Asal mula yang tepat dari tasbih masih belum pasti, tetapi penggunaan awalnya bisa dilacak jejaknya kedalam agama Hindu di India,[2] kemudian Buddha kemungkinan meminjam konsep dari agama Hindu.[2][3] Terdapat patung seorang pria suci Hindu mengenakan manik-manik berasal pada abad ke-3 SM.[2]

Kemudian menurut Syekh Bakr bin Abdillah Abu Zaid mengatakan bahwa biji tasbih sudah dikenal pada zaman sebelum Islam, tepatnya digunakan oleh umat Buddha, yang diyakini selalu menggunakan tasbih, untuk menyelaraskan antara perbuatan dan ucapannya ketika sedang melakukan persembahyangan.[4] Syekh itu juga menyebutkan bahwa biji tasbih digunakan oleh umat Hindu di India, dan digunakan oleh umat Katolik pada abad pertengahan, bedanya umat Katolik biji tasbihnya hanya terdiri dari 50 biji.[5]

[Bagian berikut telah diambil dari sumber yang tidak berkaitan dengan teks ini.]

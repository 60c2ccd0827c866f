//! Statistical anomaly detection over the persisted audit log.
//!
//! Runs as a batch job outside the request path, globally or scoped to one
//! domain. Three detectors: per-IP traffic spikes, high block-rate sources,
//! and sensitive-path probing. Signals dedup against open anomalies with the
//! same (type, source, domain) key, so re-running a window does not create
//! duplicates while the first finding is still unresolved.

use crate::config::AnomalyConfig;
use crate::error::Result;
use crate::metrics::MetricsCollector;
use crate::model::{Anomaly, AnomalyStatus, AnomalyType, RequestLog};
use crate::storage::MemoryStore;
use chrono::{DateTime, Duration, Utc};
use serde_json::json;
use std::collections::{BTreeMap, BTreeSet};
use std::sync::Arc;
use tracing::info;
use uuid::Uuid;

const MAX_SCORE: f64 = 95.0;
const PROBE_SCORE: f64 = 80.0;

#[derive(Debug, Default)]
pub struct DetectionReport {
    pub created: Vec<Anomaly>,
    pub deduplicated: usize,
    pub logs_scanned: usize,
}

pub struct AnomalyDetector {
    store: Arc<MemoryStore>,
    metrics: Arc<MetricsCollector>,
    config: AnomalyConfig,
}

impl AnomalyDetector {
    pub fn new(
        store: Arc<MemoryStore>,
        metrics: Arc<MetricsCollector>,
        config: AnomalyConfig,
    ) -> Self {
        Self {
            store,
            metrics,
            config,
        }
    }

    /// Run every detector over the configured window, optionally scoped to
    /// one domain.
    pub async fn run(&self, domain_id: Option<u64>) -> Result<DetectionReport> {
        let window_end = Utc::now();
        let window_start = window_end - Duration::hours(self.config.window_hours);
        let logs = self
            .store
            .get_request_logs_since(window_start, domain_id)
            .await;

        let mut report = DetectionReport {
            logs_scanned: logs.len(),
            ..Default::default()
        };

        self.detect_traffic_spikes(&logs, window_start, window_end, &mut report)
            .await;
        self.detect_block_rate_sources(&logs, window_start, window_end, &mut report)
            .await;
        self.detect_sensitive_path_probing(&logs, window_start, window_end, &mut report)
            .await;

        info!(
            "Detection run scanned {} log(s): {} anomaly(ies) created, {} deduplicated",
            report.logs_scanned,
            report.created.len(),
            report.deduplicated
        );
        Ok(report)
    }

    /// Any IP whose request count in the window exceeds the spike threshold
    /// yields one TrafficSpike anomaly per domain it touched,
    /// score = min(50 + count/10, 95).
    async fn detect_traffic_spikes(
        &self,
        logs: &[RequestLog],
        window_start: DateTime<Utc>,
        window_end: DateTime<Utc>,
        report: &mut DetectionReport,
    ) {
        for (ip, entries) in group_by_ip(logs) {
            let count = entries.len() as u64;
            if count <= self.config.spike_threshold {
                continue;
            }

            let score = (50.0 + count as f64 / 10.0).min(MAX_SCORE);
            for domain_id in touched_domains(&entries) {
                self.emit(
                    Anomaly {
                        id: Uuid::new_v4(),
                        anomaly_type: AnomalyType::TrafficSpike,
                        score,
                        domain_id,
                        source: Some(ip.to_string()),
                        status: AnomalyStatus::Active,
                        details: json!({
                            "request_count": count,
                            "threshold": self.config.spike_threshold,
                        }),
                        ml_model_type: "count-threshold".to_string(),
                        detected_at: Utc::now(),
                        window_start,
                        window_end,
                        resolved_by: None,
                        resolved_at: None,
                        notes: None,
                    },
                    report,
                )
                .await;
            }
        }
    }

    /// IPs with more than `min_requests_for_block_rate` requests and a block
    /// rate above the threshold yield RequestPattern anomalies,
    /// score = min(60 + rate*35, 95).
    async fn detect_block_rate_sources(
        &self,
        logs: &[RequestLog],
        window_start: DateTime<Utc>,
        window_end: DateTime<Utc>,
        report: &mut DetectionReport,
    ) {
        for (ip, entries) in group_by_ip(logs) {
            let total = entries.len() as u64;
            if total <= self.config.min_requests_for_block_rate {
                continue;
            }

            let blocked = entries.iter().filter(|log| log.is_blocked).count() as u64;
            let block_rate = blocked as f64 / total as f64;
            if block_rate <= self.config.block_rate_threshold {
                continue;
            }

            let score = (60.0 + block_rate * 35.0).min(MAX_SCORE);
            for domain_id in touched_domains(&entries) {
                self.emit(
                    Anomaly {
                        id: Uuid::new_v4(),
                        anomaly_type: AnomalyType::RequestPattern,
                        score,
                        domain_id,
                        source: Some(ip.to_string()),
                        status: AnomalyStatus::Active,
                        details: json!({
                            "total_requests": total,
                            "blocked_requests": blocked,
                            "block_rate": block_rate,
                        }),
                        ml_model_type: "block-rate".to_string(),
                        detected_at: Utc::now(),
                        window_start,
                        window_end,
                        resolved_by: None,
                        resolved_at: None,
                        notes: None,
                    },
                    report,
                )
                .await;
            }
        }
    }

    /// Any access to the sensitive-path vocabulary yields one flat-score
    /// ApiAbuse anomaly per touched domain. Source stays unset because several
    /// IPs may contribute.
    async fn detect_sensitive_path_probing(
        &self,
        logs: &[RequestLog],
        window_start: DateTime<Utc>,
        window_end: DateTime<Utc>,
        report: &mut DetectionReport,
    ) {
        let probes: Vec<&RequestLog> = logs
            .iter()
            .filter(|log| {
                let path = log.path.split('?').next().unwrap_or(&log.path);
                self.config
                    .sensitive_paths
                    .iter()
                    .any(|prefix| path.starts_with(prefix.as_str()))
            })
            .collect();

        if probes.is_empty() {
            return;
        }

        let mut per_domain: BTreeMap<Option<u64>, Vec<&&RequestLog>> = BTreeMap::new();
        for probe in &probes {
            per_domain.entry(probe.domain_id).or_default().push(probe);
        }

        for (domain_id, entries) in per_domain {
            let paths: BTreeSet<&str> = entries
                .iter()
                .map(|log| log.path.split('?').next().unwrap_or(&log.path))
                .collect();
            let sources: BTreeSet<&str> =
                entries.iter().map(|log| log.ip_address.as_str()).collect();

            self.emit(
                Anomaly {
                    id: Uuid::new_v4(),
                    anomaly_type: AnomalyType::ApiAbuse,
                    score: PROBE_SCORE,
                    domain_id,
                    source: None,
                    status: AnomalyStatus::Active,
                    details: json!({
                        "access_count": entries.len(),
                        "paths": paths,
                        "source_count": sources.len(),
                    }),
                    ml_model_type: "path-heuristic".to_string(),
                    detected_at: Utc::now(),
                    window_start,
                    window_end,
                    resolved_by: None,
                    resolved_at: None,
                    notes: None,
                },
                report,
            )
            .await;
        }
    }

    async fn emit(&self, anomaly: Anomaly, report: &mut DetectionReport) {
        let duplicate = self
            .store
            .has_open_anomaly(
                anomaly.anomaly_type,
                anomaly.source.as_deref(),
                anomaly.domain_id,
            )
            .await;
        if duplicate {
            report.deduplicated += 1;
            return;
        }

        self.metrics.inc_anomaly(&anomaly.anomaly_type.to_string());
        let created = self.store.create_anomaly(anomaly).await;
        report.created.push(created);
    }
}

fn group_by_ip(logs: &[RequestLog]) -> BTreeMap<&str, Vec<&RequestLog>> {
    let mut groups: BTreeMap<&str, Vec<&RequestLog>> = BTreeMap::new();
    for log in logs {
        groups.entry(log.ip_address.as_str()).or_default().push(log);
    }
    groups
}

fn touched_domains(entries: &[&RequestLog]) -> BTreeSet<Option<u64>> {
    entries.iter().map(|log| log.domain_id).collect()
}
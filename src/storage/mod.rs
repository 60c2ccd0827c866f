//! In-memory backing store for domains, rules, geo blocks, audit logs and
//! anomalies.
//!
//! Collections sit behind `tokio::sync::RwLock`; the audit log can be mirrored
//! to a JSONL file so `fe-waf detect` can run out-of-process over the same
//! stream.

pub mod seed;

use crate::error::{Result, WafError};
use crate::model::{
    Anomaly, AnomalyStatus, AnomalyType, Domain, GeoBlock, RequestLog, Rule, WafState,
    WafStatePatch,
};
use chrono::{DateTime, Utc};
use parking_lot::Mutex;
use std::fs::{File, OpenOptions};
use std::io::{BufRead, BufReader, Write};
use std::path::Path;
use tokio::sync::RwLock;
use tracing::warn;
use uuid::Uuid;

/// Weight of the newest sample in the smoothed response-time metric
const EWMA_NEW_WEIGHT: f64 = 0.3;
const EWMA_OLD_WEIGHT: f64 = 0.7;

#[derive(Debug, Clone, Default)]
pub struct AnomalyFilter {
    pub status: Option<AnomalyStatus>,
    pub anomaly_type: Option<AnomalyType>,
    pub domain_id: Option<u64>,
}

pub struct MemoryStore {
    domains: RwLock<Vec<Domain>>,
    rules: RwLock<Vec<Rule>>,
    geo_blocks: RwLock<Vec<GeoBlock>>,
    logs: RwLock<Vec<RequestLog>>,
    anomalies: RwLock<Vec<Anomaly>>,
    state: RwLock<WafState>,
    log_mirror: Mutex<Option<File>>,
}

impl MemoryStore {
    pub fn new() -> Self {
        Self {
            domains: RwLock::new(Vec::new()),
            rules: RwLock::new(Vec::new()),
            geo_blocks: RwLock::new(Vec::new()),
            logs: RwLock::new(Vec::new()),
            anomalies: RwLock::new(Vec::new()),
            state: RwLock::new(WafState::default()),
            log_mirror: Mutex::new(None),
        }
    }

    /// Mirror every audit log entry to `path` as one JSON object per line.
    pub fn with_log_mirror(self, path: &Path) -> Result<Self> {
        let file = OpenOptions::new()
            .create(true)
            .append(true)
            .open(path)
            .map_err(|e| {
                WafError::StorageUnavailable(format!(
                    "cannot open log file {}: {}",
                    path.display(),
                    e
                ))
            })?;
        *self.log_mirror.lock() = Some(file);
        Ok(self)
    }

    // Domains

    pub async fn insert_domain(&self, domain: Domain) {
        let mut domains = self.domains.write().await;
        domains.push(domain);
        domains.sort_by_key(|d| d.id);
    }

    pub async fn get_domain(&self, id: u64) -> Option<Domain> {
        self.domains.read().await.iter().find(|d| d.id == id).cloned()
    }

    pub async fn get_all_domains(&self) -> Vec<Domain> {
        self.domains.read().await.clone()
    }

    // Rules

    pub async fn insert_rule(&self, rule: Rule) {
        let mut rules = self.rules.write().await;
        rules.push(rule);
        rules.sort_by_key(|r| r.id);
    }

    pub async fn get_all_rules(&self) -> Vec<Rule> {
        self.rules.read().await.clone()
    }

    /// Rules that can apply to a request bound to `domain_id`: that domain's
    /// own rules plus every global rule. Precedence is the engine's concern.
    pub async fn get_rules_for_domain(&self, domain_id: Option<u64>) -> Vec<Rule> {
        self.rules
            .read()
            .await
            .iter()
            .filter(|r| r.is_global() || r.domain_id == domain_id)
            .cloned()
            .collect()
    }

    // Geo blocks

    pub async fn insert_geo_block(&self, geo_block: GeoBlock) {
        let mut geo_blocks = self.geo_blocks.write().await;
        geo_blocks.push(geo_block);
        geo_blocks.sort_by_key(|g| g.id);
    }

    pub async fn get_all_geo_blocks(&self) -> Vec<GeoBlock> {
        self.geo_blocks.read().await.clone()
    }

    // Audit logs

    pub async fn create_request_log(&self, mut entry: RequestLog) -> RequestLog {
        let mut logs = self.logs.write().await;
        entry.id = logs.len() as u64 + 1;
        logs.push(entry.clone());
        drop(logs);

        let mut mirror = self.log_mirror.lock();
        if let Some(file) = mirror.as_mut() {
            match serde_json::to_string(&entry) {
                Ok(line) => {
                    if let Err(e) = writeln!(file, "{}", line) {
                        warn!("Failed to mirror request log: {}", e);
                    }
                }
                Err(e) => warn!("Failed to serialize request log: {}", e),
            }
        }

        entry
    }

    pub async fn get_request_logs_since(
        &self,
        cutoff: DateTime<Utc>,
        domain_id: Option<u64>,
    ) -> Vec<RequestLog> {
        self.logs
            .read()
            .await
            .iter()
            .filter(|log| log.timestamp >= cutoff)
            .filter(|log| domain_id.is_none() || log.domain_id == domain_id)
            .cloned()
            .collect()
    }

    pub async fn request_log_count(&self) -> usize {
        self.logs.read().await.len()
    }

    /// Hydrate the audit log from a JSONL mirror written by a serving process.
    pub async fn load_request_logs(&self, path: &Path) -> Result<usize> {
        let file = File::open(path).map_err(|e| {
            WafError::StorageUnavailable(format!(
                "cannot read log file {}: {}",
                path.display(),
                e
            ))
        })?;

        let mut loaded = 0;
        let mut logs = self.logs.write().await;
        for line in BufReader::new(file).lines() {
            let line = line.map_err(|e| WafError::StorageUnavailable(e.to_string()))?;
            if line.trim().is_empty() {
                continue;
            }
            match serde_json::from_str::<RequestLog>(&line) {
                Ok(entry) => {
                    logs.push(entry);
                    loaded += 1;
                }
                Err(e) => warn!("Skipping malformed log line: {}", e),
            }
        }
        Ok(loaded)
    }

    // Telemetry

    pub async fn get_waf_state(&self) -> WafState {
        self.state.read().await.clone()
    }

    pub async fn update_waf_state(&self, patch: WafStatePatch) -> WafState {
        let mut state = self.state.write().await;
        if let Some(avg) = patch.avg_response_time_ms {
            state.avg_response_time_ms = avg;
        }
        if let Some(total) = patch.total_requests {
            state.total_requests = total;
        }
        if let Some(blocked) = patch.total_blocked {
            state.total_blocked = blocked;
        }
        state.updated_at = Utc::now();
        state.clone()
    }

    /// Fold one response-time sample into the smoothed metric. The blend runs
    /// inside the write lock, so concurrent samples are serialized.
    pub async fn record_request(&self, elapsed_ms: f64, blocked: bool) {
        let mut state = self.state.write().await;
        state.avg_response_time_ms = if state.total_requests == 0 {
            elapsed_ms
        } else {
            EWMA_NEW_WEIGHT * elapsed_ms + EWMA_OLD_WEIGHT * state.avg_response_time_ms
        };
        state.total_requests += 1;
        if blocked {
            state.total_blocked += 1;
        }
        state.updated_at = Utc::now();
    }

    // Anomalies

    pub async fn create_anomaly(&self, anomaly: Anomaly) -> Anomaly {
        let mut anomalies = self.anomalies.write().await;
        anomalies.push(anomaly.clone());
        anomaly
    }

    pub async fn get_all_anomalies(&self, filter: &AnomalyFilter) -> Vec<Anomaly> {
        self.anomalies
            .read()
            .await
            .iter()
            .filter(|a| filter.status.map_or(true, |s| a.status == s))
            .filter(|a| filter.anomaly_type.map_or(true, |t| a.anomaly_type == t))
            .filter(|a| filter.domain_id.map_or(true, |d| a.domain_id == Some(d)))
            .cloned()
            .collect()
    }

    /// Dedup probe for the detection engine: is there a non-terminal anomaly
    /// carrying the same signal already?
    pub async fn has_open_anomaly(
        &self,
        anomaly_type: AnomalyType,
        source: Option<&str>,
        domain_id: Option<u64>,
    ) -> bool {
        self.anomalies.read().await.iter().any(|a| {
            !a.status.is_terminal()
                && a.anomaly_type == anomaly_type
                && a.source.as_deref() == source
                && a.domain_id == domain_id
        })
    }

    pub async fn resolve_anomaly(
        &self,
        id: Uuid,
        user: &str,
        notes: Option<String>,
    ) -> Result<Anomaly> {
        self.transition_anomaly(id, AnomalyStatus::Resolved, user, notes)
            .await
    }

    pub async fn mark_anomaly_false_positive(
        &self,
        id: Uuid,
        user: &str,
        notes: Option<String>,
    ) -> Result<Anomaly> {
        self.transition_anomaly(id, AnomalyStatus::FalsePositive, user, notes)
            .await
    }

    pub async fn mark_anomaly_investigating(&self, id: Uuid) -> Result<Anomaly> {
        let mut anomalies = self.anomalies.write().await;
        let anomaly = anomalies
            .iter_mut()
            .find(|a| a.id == id)
            .ok_or(WafError::AnomalyNotFound(id))?;
        if anomaly.status.is_terminal() {
            return Err(WafError::AnomalyTerminal {
                id,
                status: anomaly.status,
            });
        }
        anomaly.status = AnomalyStatus::Investigating;
        Ok(anomaly.clone())
    }

    async fn transition_anomaly(
        &self,
        id: Uuid,
        status: AnomalyStatus,
        user: &str,
        notes: Option<String>,
    ) -> Result<Anomaly> {
        let mut anomalies = self.anomalies.write().await;
        let anomaly = anomalies
            .iter_mut()
            .find(|a| a.id == id)
            .ok_or(WafError::AnomalyNotFound(id))?;
        if anomaly.status.is_terminal() {
            return Err(WafError::AnomalyTerminal {
                id,
                status: anomaly.status,
            });
        }
        anomaly.status = status;
        anomaly.resolved_by = Some(user.to_string());
        anomaly.resolved_at = Some(Utc::now());
        anomaly.notes = notes;
        Ok(anomaly.clone())
    }
}

impl Default for MemoryStore {
    fn default() -> Self {
        Self::new()
    }
}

Perkembangan tasbih yang pesat terjadi pada abad 15 M dan 16 M. Dalam kitab Musaahamatul Hindi disebutkan, bahwa umat Hindu terbiasa menggunakan tasbih untuk menghitung ritualnya, sehingga menghitung dzikir dengan tasbih diakui sebagai inovasi dari orang Hindu (India) yang bersekte Brahma. Dari India inilah kemudian biji tasbih menyebar ke berbagai penjuru dunia.

Dalam Islam sunting

Orang Arab menyebutnya biji tasbih dengan bermacam-macam nama, diantaranya adalah subhah, misbahah, tasaabih, nizaam. Sementara orang-orang sufi menyebutnya dengan al mudzakkirah billah (pengingat kepada Allah), raabitatul qulub (pengikat hati), hablul washl atau sauth asy syaithan (cambuk syaitan).

Untuk mengucapkan bacaan tasbih secara berulang-ulang ini diciptakanlah alat yang disebut misbaha dan di Indonesia sendiri disebut juga dengan nama biji tasbih terkadang disingkat menjadi tasbih (tasbeh) saja. Biasanya biji tasbih dibuat dari kayu, namun ada pula biji tasbih yang dibuah dari bji-biji zaitun. Umumnya seutas biji tasbih terdiri dari 99 batu. Angka 99 ini melambangkan 99 Asma Allah. Namun ada pula biji tasbih yang terdiri dari 33 atau 11 batu-batuan. Pada kedua kasus terakhir ini, sang pengguna harus mengulangi lingkaran tiga atau sembilan kali. Meskipun begitu, ada pula biji tasbih yang terdiri dari 100 atau 1.000 batu.

Dua pendapat sunting

 
Alat tasbih yang dianjurkan oleh Nabi Muhammad yaitu menggunakan jari kanan atau ruas-ruas jari kanan.

Berzikir dengan menggunakan manik-manik yang dirangkai menjadi satu maka para ulama berselisih pendapat, ada yang menilai hal tersebut hukumnya haram, makruh, dan mubah.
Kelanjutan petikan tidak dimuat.